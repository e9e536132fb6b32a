//! Provides functionality for tokenizing plain text into words and punctuation
use lazy_static::lazy_static;
use regex::Regex;
use unidecode::unidecode;

lazy_static! {
  // Runs of word characters, or runs of anything else that is not whitespace
  static ref WORD_OR_PUNCT: Regex = Regex::new(r"\w+|[^\w\s]+").unwrap();
}

/// Configures how raw text is turned into tokens
#[derive(Debug, Clone)]
pub struct Tokenizer {
  /// Move to lowercase
  pub convert_to_lowercase: bool,
  /// Replace unicode characters by the ascii code representation
  pub normalize_unicode: bool,
}

impl Default for Tokenizer {
  fn default() -> Tokenizer {
    Tokenizer {
      convert_to_lowercase: true,
      normalize_unicode: false,
    }
  }
}

impl Tokenizer {
  /// returns the words and punctuation runs of a text, in order, without any normalization
  pub fn words(&self, text: &str) -> Vec<String> {
    WORD_OR_PUNCT
      .find_iter(text)
      .map(|found| found.as_str().to_string())
      .collect()
  }

  /// normalizes a single token according to the tokenizer settings
  pub fn normalize(&self, word: &str) -> String {
    let folded = if self.normalize_unicode {
      unidecode(word)
    } else {
      word.to_string()
    };
    if self.convert_to_lowercase {
      folded.to_lowercase()
    } else {
      folded
    }
  }

  /// returns the normalized words and punctuation runs of a text.
  /// Ascii folding can introduce whitespace ("北京" becomes "Bei Jing "), so the folded text is
  /// split again; symbols that fold to nothing are dropped.
  pub fn normalized_words(&self, text: &str) -> Vec<String> {
    if self.normalize_unicode {
      self.words(&self.normalize(text))
    } else {
      self.words(text).into_iter().map(|word| self.normalize(&word)).collect()
    }
  }
}
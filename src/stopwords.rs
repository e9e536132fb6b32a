//! English stopwords, the common low-information words usually excluded from collocations
use lazy_static::lazy_static;
use std::collections::HashSet;

static ENGLISH: [&str; 179] = [
  "i", "me", "my", "myself", "we", "our", "ours", "ourselves", "you", "you're", "you've",
  "you'll", "you'd", "your", "yours", "yourself", "yourselves", "he", "him", "his", "himself",
  "she", "she's", "her", "hers", "herself", "it", "it's", "its", "itself", "they", "them",
  "their", "theirs", "themselves", "what", "which", "who", "whom", "this", "that", "that'll",
  "these", "those", "am", "is", "are", "was", "were", "be", "been", "being", "have", "has",
  "had", "having", "do", "does", "did", "doing", "a", "an", "the", "and", "but", "if", "or",
  "because", "as", "until", "while", "of", "at", "by", "for", "with", "about", "against",
  "between", "into", "through", "during", "before", "after", "above", "below", "to", "from",
  "up", "down", "in", "out", "on", "off", "over", "under", "again", "further", "then", "once",
  "here", "there", "when", "where", "why", "how", "all", "any", "both", "each", "few", "more",
  "most", "other", "some", "such", "no", "nor", "not", "only", "own", "same", "so", "than",
  "too", "very", "s", "t", "can", "will", "just", "don", "don't", "should", "should've", "now",
  "d", "ll", "m", "o", "re", "ve", "y", "ain", "aren", "aren't", "couldn", "couldn't", "didn",
  "didn't", "doesn", "doesn't", "hadn", "hadn't", "hasn", "hasn't", "haven", "haven't", "isn",
  "isn't", "ma", "mightn", "mightn't", "mustn", "mustn't", "needn", "needn't", "shan",
  "shan't", "shouldn", "shouldn't", "wasn", "wasn't", "weren", "weren't", "won", "won't",
  "wouldn", "wouldn't",
];

lazy_static! {
  static ref ENGLISH_SET: HashSet<&'static str> = ENGLISH.iter().copied().collect();
}

/// Load the English stopword set (lowercase entries)
pub fn load() -> HashSet<&'static str> { ENGLISH_SET.clone() }

/// Check a single lowercase word against the English stopwords, without copying the set
pub fn is_stopword(word: &str) -> bool { ENGLISH_SET.contains(word) }
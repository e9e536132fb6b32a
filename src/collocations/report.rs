//! Output records of a collocation run, one row per ranked bigram, written as tsv, csv or json

use serde::Serialize;
use std::io::Write;
use std::str::FromStr;

use super::measures::AssociationMeasure;
use super::{checked_count, Bigram};
use crate::errors::{Error, Result};

/// One ranked bigram, as printed by the `collocations` binary
#[derive(Debug, Clone, PartialEq, Serialize)]
pub struct CollocationRecord<'a> {
  /// name of the measure the bigram was ranked under
  pub measure: &'a str,
  /// 1-based position in that ranking
  pub rank: usize,
  /// first word of the bigram
  pub first: &'a str,
  /// second word of the bigram
  pub second: &'a str,
  /// association score
  pub score: f64,
}

/// The supported output formats
#[derive(Debug, Clone, Copy, PartialEq, Eq)]
pub enum OutputFormat {
  /// tab separated, no header, scores with four decimals
  Tsv,
  /// comma separated, with a header row
  Csv,
  /// a pretty-printed array of objects
  Json,
}

impl Default for OutputFormat {
  fn default() -> Self { OutputFormat::Tsv }
}

impl FromStr for OutputFormat {
  type Err = Error;
  fn from_str(name: &str) -> Result<Self> {
    match name.trim().to_lowercase().as_str() {
      "tsv" => Ok(OutputFormat::Tsv),
      "csv" => Ok(OutputFormat::Csv),
      "json" => Ok(OutputFormat::Json),
      _ => Err(Error::InvalidArgument(format!(
        "unknown output format {:?}, expected tsv, csv or json",
        name
      ))),
    }
  }
}

/// The records of one ranking, numbered from 1
pub fn records<'a>(
  measure: AssociationMeasure,
  scored: &'a [(Bigram, f64)],
) -> Vec<CollocationRecord<'a>> {
  scored
    .iter()
    .enumerate()
    .map(|(index, ((first, second), score))| CollocationRecord {
      measure: measure.name(),
      rank: index + 1,
      first,
      second,
      score: *score,
    })
    .collect()
}

/// Parse a non-negative count argument named `name`
pub fn parse_count(value: &str, name: &str) -> Result<usize> {
  let parsed = value.trim().parse::<isize>().map_err(|e| {
    Error::InvalidArgument(format!("--{} expects an integer, got {:?}: {}", name, value, e))
  })?;
  checked_count(parsed)
}

/// Write `records` to `out` in the given format
pub fn write_records<W: Write>(
  mut out: W,
  records: &[CollocationRecord],
  format: OutputFormat,
) -> Result<()> {
  match format {
    OutputFormat::Csv => {
      let mut csv_writer = csv::Writer::from_writer(out);
      for record in records {
        csv_writer.serialize(record)?;
      }
      csv_writer.flush()?;
    },
    OutputFormat::Json => {
      serde_json::to_writer_pretty(&mut out, records)?;
      writeln!(out)?;
    },
    OutputFormat::Tsv => {
      for record in records {
        writeln!(
          out,
          "{}\t{}\t{}\t{}\t{:.4}",
          record.measure, record.rank, record.first, record.second, record.score
        )?;
      }
    },
  }
  Ok(())
}

/// Write the first `count` of `words` on one line, or all of them if there are fewer
pub fn write_words<W: Write>(mut out: W, words: &[String], count: usize) -> Result<()> {
  writeln!(out, "{:?}", &words[..count.min(words.len())])?;
  Ok(())
}
//! The `collocations::parameters` submodule provides data structures for configuring a collocation run

use log::warn;

use super::filter::WordFilter;
use super::measures::AssociationMeasure;

/// Parameters for filtering and ranking bigram collocations
#[derive(Debug, Clone)]
pub struct CollocationParameters {
  /// tokens shorter than this many characters are excluded from candidates
  pub min_length: usize,
  /// exclude the English stopwords from candidates
  pub use_stopwords: bool,
  /// additional words to exclude
  pub extra_stopwords: Vec<String>,
  /// bigrams seen fewer times are excluded from candidates
  pub min_freq: usize,
  /// how many bigrams to report per measure
  pub top: usize,
  /// the measures to rank by, in reporting order
  pub measures: Vec<AssociationMeasure>,
}

impl Default for CollocationParameters {
  /// Stopword-filtered bigrams, ranked first by likelihood ratio and then by raw frequency
  fn default() -> CollocationParameters {
    CollocationParameters {
      min_length: 3,
      use_stopwords: true,
      extra_stopwords: Vec::new(),
      min_freq: 1,
      top: 20,
      measures: vec![AssociationMeasure::LikelihoodRatio, AssociationMeasure::RawFreq],
    }
  }
}

impl CollocationParameters {
  /// Keep every bigram, rank by raw frequency only
  pub fn unfiltered() -> CollocationParameters {
    CollocationParameters {
      min_length: 0,
      use_stopwords: false,
      measures: vec![AssociationMeasure::RawFreq],
      ..Default::default()
    }
  }

  /// The word filter these parameters describe
  pub fn word_filter(&self) -> WordFilter {
    let filter = if self.use_stopwords {
      WordFilter::english()
    } else {
      WordFilter::none()
    };
    WordFilter {
      min_length: self.min_length,
      ..filter
    }
    .with_stopwords(self.extra_stopwords.iter().cloned())
  }

  /// Logs warnings, if the parameter settings don't make sense.
  /// Doesn't check for every possible stupidity
  pub fn check(&self) {
    if self.top == 0 {
      warn!("collocations: Parameter option top is 0, nothing will be reported");
    }
    if self.measures.is_empty() {
      warn!("collocations: No association measures selected, nothing will be reported");
    }
    if self.min_freq == 0 {
      warn!("collocations: Parameter option min_freq 0 has the same effect as 1");
    }
    for (index, measure) in self.measures.iter().enumerate() {
      if self.measures[..index].contains(measure) {
        warn!("collocations: Measure {} is requested more than once", measure);
      }
    }
  }
}
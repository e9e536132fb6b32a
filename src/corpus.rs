//! A plain-text corpus: a directory of text files, read as sequences of normalized words
use log::{debug, info, warn};
use rayon::prelude::*;
use std::fs;
use std::io;
use std::path::Path;
use walkdir::WalkDir;

use crate::errors::{Error, Result};
use crate::tokenizer::Tokenizer;

/// An iterable Corpus of plain text documents
#[derive(Debug, Clone)]
pub struct Corpus {
  /// root directory
  pub path: String,
  /// word tokenizer, lowercasing by default
  pub tokenizer: Tokenizer,
  /// Extension of corpus files, defaults to selecting .txt files
  pub extension: Option<String>,
}

impl Default for Corpus {
  fn default() -> Corpus {
    Corpus {
      path: ".".to_string(),
      tokenizer: Tokenizer::default(),
      extension: None,
    }
  }
}

impl Corpus {
  /// Create a new corpus with the base directory `dirpath`
  pub fn new(dirpath: String) -> Self {
    Corpus {
      path: dirpath,
      ..Corpus::default()
    }
  }

  fn selected(&self, file_name: &str) -> bool {
    if let Some(ref extension) = self.extension {
      file_name.ends_with(extension)
    } else {
      file_name.ends_with(".txt")
    }
  }

  /// The identifiers of the corpus files: their paths relative to the root, `/`-separated, sorted
  pub fn fileids(&self) -> Result<Vec<String>> {
    let root = Path::new(&self.path);
    if !root.is_dir() {
      return Err(Error::Io(io::Error::new(
        io::ErrorKind::NotFound,
        format!("corpus root {:?} is not a directory", self.path),
      )));
    }
    let mut fileids = Vec::new();
    for each in WalkDir::new(root) {
      match each {
        Ok(entry) => {
          if !entry.file_type().is_file() {
            continue;
          }
          let file_name = entry.file_name().to_str().unwrap_or("");
          if !self.selected(file_name) {
            continue;
          }
          if let Ok(relative) = entry.path().strip_prefix(root) {
            let fileid = relative
              .components()
              .map(|component| component.as_os_str().to_string_lossy().into_owned())
              .collect::<Vec<_>>()
              .join("/");
            fileids.push(fileid);
          }
        },
        Err(e) => warn!("-- Error while walking for entry: {}", e),
      }
    }
    fileids.sort();
    debug!("-- corpus {:?} has {} files", self.path, fileids.len());
    Ok(fileids)
  }

  /// The normalized words of a single corpus file
  pub fn file_words(&self, fileid: &str) -> Result<Vec<String>> {
    let bytes = fs::read(Path::new(&self.path).join(fileid))?;
    let text = String::from_utf8(bytes)
      .map_err(|e| Error::InvalidInput(format!("{} is not valid UTF-8: {}", fileid, e)))?;
    Ok(self.tokenizer.normalized_words(&text))
  }

  /// The normalized words of the whole corpus, file after file in `fileids` order.
  /// Files are tokenized in parallel.
  pub fn words(&self) -> Result<Vec<String>> {
    let fileids = self.fileids()?;
    info!("-- tokenizing {} files under {:?}", fileids.len(), self.path);
    let per_file = fileids
      .par_iter()
      .map(|fileid| self.file_words(fileid))
      .collect::<Result<Vec<Vec<String>>>>()?;
    let words: Vec<String> = per_file.into_iter().flatten().collect();
    info!("-- corpus {:?} has {} words", self.path, words.len());
    Ok(words)
  }
}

::::::::

▶ **Task goal**
Pull out every line of the records that includes the string "while".

▶ **Answer box**
  "because", "as", "until", "while", "of", "at", "by", "for", "with", "about", "against",
        Err(e) => warn!("-- Error while walking for entry: {}", e),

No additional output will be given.